** Opening Input block **
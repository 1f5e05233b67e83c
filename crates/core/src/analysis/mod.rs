//! Lineup submission to the remote analysis service.

/// HTTP client for the analysis endpoint.
pub mod client;
/// Request and response shapes.
pub mod models;

pub use client::AnalysisClient;
pub use models::{
    AnalysisReport, AnalysisRequest, ChipSuggestion, Fixture, LineupEntry, TransferSuggestion,
};
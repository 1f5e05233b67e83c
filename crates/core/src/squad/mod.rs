#![allow(missing_docs)]
//! Squad membership, lineup placement, rule checking and the session that ties them together.

pub mod captaincy;
pub mod error;
pub mod formation;
pub mod mode;
pub mod placement;
pub mod session;
pub mod store;

pub use captaincy::resolve_captaincy;
pub use error::SquadError;
pub use formation::{validate, FormationCounts, LineupCheck, Validity, Violation};
pub use mode::Mode;
pub use placement::{Area, Placement, Role};
pub use session::{Budget, SquadSession};
pub use store::Squad;
use std::fmt;

/// Whether the lineup is being edited or viewed.
#[derive(Debug, Clone, Copy, Default, PartialEq, Eq)]
pub enum Mode {
    /// Full validation; placement is derived, not edited.
    #[default]
    View,
    /// Free placement with only the squad size checked.
    Edit,
}

impl Mode {
    /// The other mode.
    pub fn toggled(self) -> Self {
        match self {
            Mode::View => Mode::Edit,
            Mode::Edit => Mode::View,
        }
    }

    /// Whether placement operations are allowed.
    pub fn is_editing(self) -> bool {
        self == Mode::Edit
    }
}

impl fmt::Display for Mode {
    fn fmt(&self, f: &mut fmt::Formatter<'_>) -> fmt::Result {
        match self {
            Mode::View => f.write_str("View"),
            Mode::Edit => f.write_str("Edit"),
        }
    }
}
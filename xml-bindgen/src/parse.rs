use crate::model::{
    CollectionMember, EnumValue, Member, Model, Namespace, Operation, ScalarKind, Shape, ShapeKind,
};
use crate::ParseError;
use quick_xml::events::{BytesStart, Event};
use quick_xml::reader::Reader;
use std::collections::HashSet;

fn find_attr(e: &BytesStart<'_>, name: &str) -> Result<Option<String>, ParseError> {
    for attr in e.attributes() {
        let attr = attr?;
        if attr.key.as_ref() == name.as_bytes() {
            return Ok(Some(attr.unescape_value()?.into_owned()));
        }
    }
    Ok(None)
}

fn get_attr(e: &BytesStart<'_>, element: &'static str, name: &'static str) -> Result<String, ParseError> {
    find_attr(e, name)?.ok_or(ParseError::MissingAttr {
        element,
        attr: name,
    })
}

fn flag(e: &BytesStart<'_>, element: &'static str, name: &'static str) -> Result<bool, ParseError> {
    match find_attr(e, name)?.as_deref() {
        None | Some("false") => Ok(false),
        Some("true") => Ok(true),
        Some(other) => Err(ParseError::InvalidAttr {
            element,
            attr: name,
            value: other.to_owned(),
        }),
    }
}

fn unexpected(expected: &'static str, e: &BytesStart<'_>) -> ParseError {
    ParseError::Unexpected {
        expected,
        got: String::from_utf8_lossy(e.name().as_ref()).into_owned(),
    }
}

fn shape(e: &BytesStart<'_>, element: &'static str, kind: ShapeKind) -> Result<Shape, ParseError> {
    let mut shape = Shape::new(get_attr(e, element, "name")?, kind);
    shape.xml_name = find_attr(e, "xml-name")?;
    let uri = find_attr(e, "namespace-uri")?;
    let prefix = find_attr(e, "namespace-prefix")?;
    if uri.is_some() || prefix.is_some() {
        shape.namespace = Some(Namespace {
            uri: uri.unwrap_or_default(),
            prefix,
        });
    }
    shape.error = flag(e, element, "error")?;
    shape.doc = find_attr(e, "doc")?;
    Ok(shape)
}

fn collection_member(
    e: &BytesStart<'_>,
    element: &'static str,
    target: &'static str,
    name: &str,
) -> Result<CollectionMember, ParseError> {
    let mut member = CollectionMember::new(get_attr(e, element, target)?);
    member.xml_name = find_attr(e, name)?;
    Ok(member)
}

fn list(e: &BytesStart<'_>) -> Result<Shape, ParseError> {
    let member = collection_member(e, "list", "member", "member-name")?;
    shape(e, "list", ShapeKind::List { member })
}

fn map(e: &BytesStart<'_>) -> Result<Shape, ParseError> {
    let key = collection_member(e, "map", "key", "key-name")?;
    let value = collection_member(e, "map", "value", "value-name")?;
    shape(e, "map", ShapeKind::Map { key, value })
}

fn scalar(e: &BytesStart<'_>) -> Result<Shape, ParseError> {
    let kind = get_attr(e, "scalar", "kind")?;
    let kind = ScalarKind::from_name(&kind).ok_or(ParseError::InvalidAttr {
        element: "scalar",
        attr: "kind",
        value: kind.clone(),
    })?;
    shape(e, "scalar", ShapeKind::Scalar(kind))
}

fn member(e: &BytesStart<'_>) -> Result<Member, ParseError> {
    let mut member = Member::new(get_attr(e, "member", "name")?, get_attr(e, "member", "target")?);
    member.xml_name = find_attr(e, "xml-name")?;
    member.xml_prefix = find_attr(e, "xml-prefix")?;
    member.attribute = flag(e, "member", "attribute")?;
    member.flattened = flag(e, "member", "flattened")?;
    member.required = flag(e, "member", "required")?;
    member.doc = find_attr(e, "doc")?;
    Ok(member)
}

fn enum_value(e: &BytesStart<'_>) -> Result<EnumValue, ParseError> {
    let mut value = EnumValue::new(get_attr(e, "value", "name")?);
    value.literal = find_attr(e, "literal")?;
    value.doc = find_attr(e, "doc")?;
    Ok(value)
}

fn operation(e: &BytesStart<'_>) -> Result<Operation, ParseError> {
    let mut op = Operation::new(get_attr(e, "operation", "name")?);
    op.input = find_attr(e, "input")?;
    op.output = find_attr(e, "output")?;
    if let Some(errors) = find_attr(e, "errors")? {
        op.errors = errors.split_whitespace().map(str::to_owned).collect();
    }
    op.doc = find_attr(e, "doc")?;
    Ok(op)
}

enum State {
    Start,
    Model(Model),
    /// Inside a structure, union or enum.
    Shape(Model, Shape),
    /// Inside a member or enum value of the current shape.
    Child(Model, Shape),
    /// Inside a list, map or scalar, which have no children.
    Leaf(Model, Shape),
    Operation(Model, Operation),
}

fn declare(mut model: Model, shape: Shape, declared: &mut HashSet<String>) -> Result<Model, ParseError> {
    if !declared.insert(shape.name.clone()) {
        return Err(ParseError::DuplicateShape(shape.name));
    }
    model.insert(shape);
    Ok(model)
}

/// Loads a model document:
///
/// ```xml
/// <model>
///   <structure name="Top" xml-name="Top" namespace-prefix="p" namespace-uri="urn:p">
///     <member name="id" target="String" attribute="true" required="true"/>
///   </structure>
///   <list name="Names" member="String" member-name="item"/>
///   <map name="Index" key="String" value="Integer" key-name="k" value-name="v"/>
///   <enum name="Color"><value name="Red" literal="red"/></enum>
///   <operation name="GetTop" output="Top" errors="NotFound Throttled"/>
/// </model>
/// ```
///
/// Prelude scalars are always present; later declarations of a prelude name
/// replace it.
pub fn parse(xml: &[u8]) -> Result<Model, ParseError> {
    let mut rdr = Reader::from_str(std::str::from_utf8(xml)?);
    rdr.expand_empty_elements(true);
    rdr.trim_text(true);

    let mut declared = HashSet::new();
    let mut state = State::Start;
    loop {
        state = match (state, rdr.read_event()?) {
            (_, Event::Eof) => return Err(ParseError::Eof),
            (state, Event::Comment(_) | Event::Decl(_) | Event::PI(_) | Event::DocType(_)) => state,
            (state, Event::Text(txt)) if txt.iter().all(u8::is_ascii_whitespace) => state,

            (State::Start, Event::Start(e)) => match e.name().as_ref() {
                b"model" => State::Model(Model::new()),
                _ => return Err(unexpected("<model>", &e)),
            },

            (State::Model(m), Event::Start(e)) => match e.name().as_ref() {
                b"structure" => State::Shape(m, shape(&e, "structure", ShapeKind::Struct(vec![]))?),
                b"union" => State::Shape(m, shape(&e, "union", ShapeKind::Union(vec![]))?),
                b"enum" => State::Shape(m, shape(&e, "enum", ShapeKind::Enum(vec![]))?),
                b"list" => State::Leaf(m, list(&e)?),
                b"map" => State::Leaf(m, map(&e)?),
                b"scalar" => State::Leaf(m, scalar(&e)?),
                b"operation" => State::Operation(m, operation(&e)?),
                _ => {
                    return Err(unexpected(
                        "<structure>, <union>, <enum>, <list>, <map>, <scalar>, or <operation>",
                        &e,
                    ))
                }
            },
            (State::Model(m), Event::End(_)) => return Ok(m),

            (State::Shape(m, mut s), Event::Start(e)) => {
                match (&mut s.kind, e.name().as_ref()) {
                    (ShapeKind::Struct(members) | ShapeKind::Union(members), b"member") => {
                        members.push(member(&e)?)
                    }
                    (ShapeKind::Enum(values), b"value") => values.push(enum_value(&e)?),
                    _ => return Err(unexpected("<member> or <value>", &e)),
                }
                State::Child(m, s)
            }
            (State::Shape(m, s) | State::Leaf(m, s), Event::End(_)) => {
                State::Model(declare(m, s, &mut declared)?)
            }
            (State::Child(m, s), Event::End(_)) => State::Shape(m, s),
            (State::Operation(mut m, op), Event::End(_)) => {
                m.operations.push(op);
                State::Model(m)
            }

            (_, Event::Start(e)) => return Err(unexpected("a closing tag", &e)),
            (_, event) => {
                return Err(ParseError::Unexpected {
                    expected: "an element",
                    got: format!("{event:?}"),
                })
            }
        };
    }
}

#[cfg(test)]
mod tests {
    use super::*;
    use indoc::indoc;

    const MODEL: &str = indoc! {r#"
        <?xml version="1.0" encoding="UTF-8"?>
        <model>
            <!-- a comment -->
            <structure name="Top" namespace-prefix="p" namespace-uri="urn:p" doc="The top.">
                <member name="id" target="String" attribute="true" required="true"/>
                <member name="tags" target="Tags" flattened="true" xml-name="tag"/>
                <member name="renamed" target="Integer" xml-name="local" xml-prefix="q"/>
            </structure>
            <union name="Choice">
                <member name="s" target="String"/>
            </union>
            <enum name="Color">
                <value name="Red" literal="red"/>
                <value name="Blue"/>
            </enum>
            <list name="Tags" member="String" member-name="item"/>
            <map name="Index" key="String" value="Color" key-name="Name" value-name="Setting"/>
            <scalar name="Amount" kind="Long"/>
            <structure name="Oops" error="true"/>
            <operation name="GetTop" output="Top" errors="Oops Other"/>
        </model>
    "#};

    #[test]
    fn loads_every_kind_of_declaration() {
        let model = parse(MODEL.as_bytes()).unwrap();

        let top = model.shape("Top").unwrap();
        assert_eq!(top.namespace_prefix(), Some("p"));
        assert_eq!(top.doc.as_deref(), Some("The top."));
        let members = top.members();
        assert_eq!(members.len(), 3);
        assert!(members[0].attribute && members[0].required);
        assert!(members[1].flattened);
        assert_eq!(members[1].xml_name.as_deref(), Some("tag"));
        assert_eq!(members[2].xml_prefix.as_deref(), Some("q"));

        assert!(matches!(&model.shape("Choice").unwrap().kind, ShapeKind::Union(m) if m.len() == 1));
        let ShapeKind::Enum(values) = &model.shape("Color").unwrap().kind else {
            panic!("Color is an enum");
        };
        assert_eq!(values.iter().map(EnumValue::wire_value).collect::<Vec<_>>(), ["red", "Blue"]);

        let ShapeKind::Map { key, value } = &model.shape("Index").unwrap().kind else {
            panic!("Index is a map");
        };
        assert_eq!(key.xml_name.as_deref(), Some("Name"));
        assert_eq!(value.target.target, "Color");

        assert_eq!(model.shape("Amount").unwrap().kind, ShapeKind::Scalar(ScalarKind::Long));
        assert!(model.shape("Oops").unwrap().error);

        assert_eq!(model.operations.len(), 1);
        assert_eq!(model.operations[0].output.as_deref(), Some("Top"));
        assert_eq!(model.operations[0].errors, ["Oops", "Other"]);
    }

    #[test]
    fn missing_attributes_are_reported() {
        let err = parse(b"<model><structure/></model>").unwrap_err();
        assert_eq!(err.to_string(), "<structure> is missing attribute `name`");
    }

    #[test]
    fn flags_must_be_booleans() {
        let err = parse(br#"<model><structure name="A"><member name="a" target="String" required="yes"/></structure></model>"#)
            .unwrap_err();
        assert!(matches!(err, ParseError::InvalidAttr { attr: "required", .. }));
    }

    #[test]
    fn unknown_elements_are_reported() {
        let err = parse(b"<model><widget/></model>").unwrap_err();
        assert!(matches!(err, ParseError::Unexpected { ref got, .. } if got == "widget"));

        let err = parse(b"<models/>").unwrap_err();
        assert!(matches!(err, ParseError::Unexpected { .. }));
    }

    #[test]
    fn duplicate_shapes_are_reported() {
        let err = parse(br#"<model><structure name="A"/><list name="A" member="String"/></model>"#).unwrap_err();
        assert!(matches!(err, ParseError::DuplicateShape(ref name) if name == "A"));
    }

    #[test]
    fn truncated_models_are_reported() {
        assert!(parse(b"<model><structure name=\"A\">").is_err());
    }
}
** Closing Input block **
> _The task_: In the records above, how many lines include "Color"? Answer with the number alone.

> _Answer space_: 6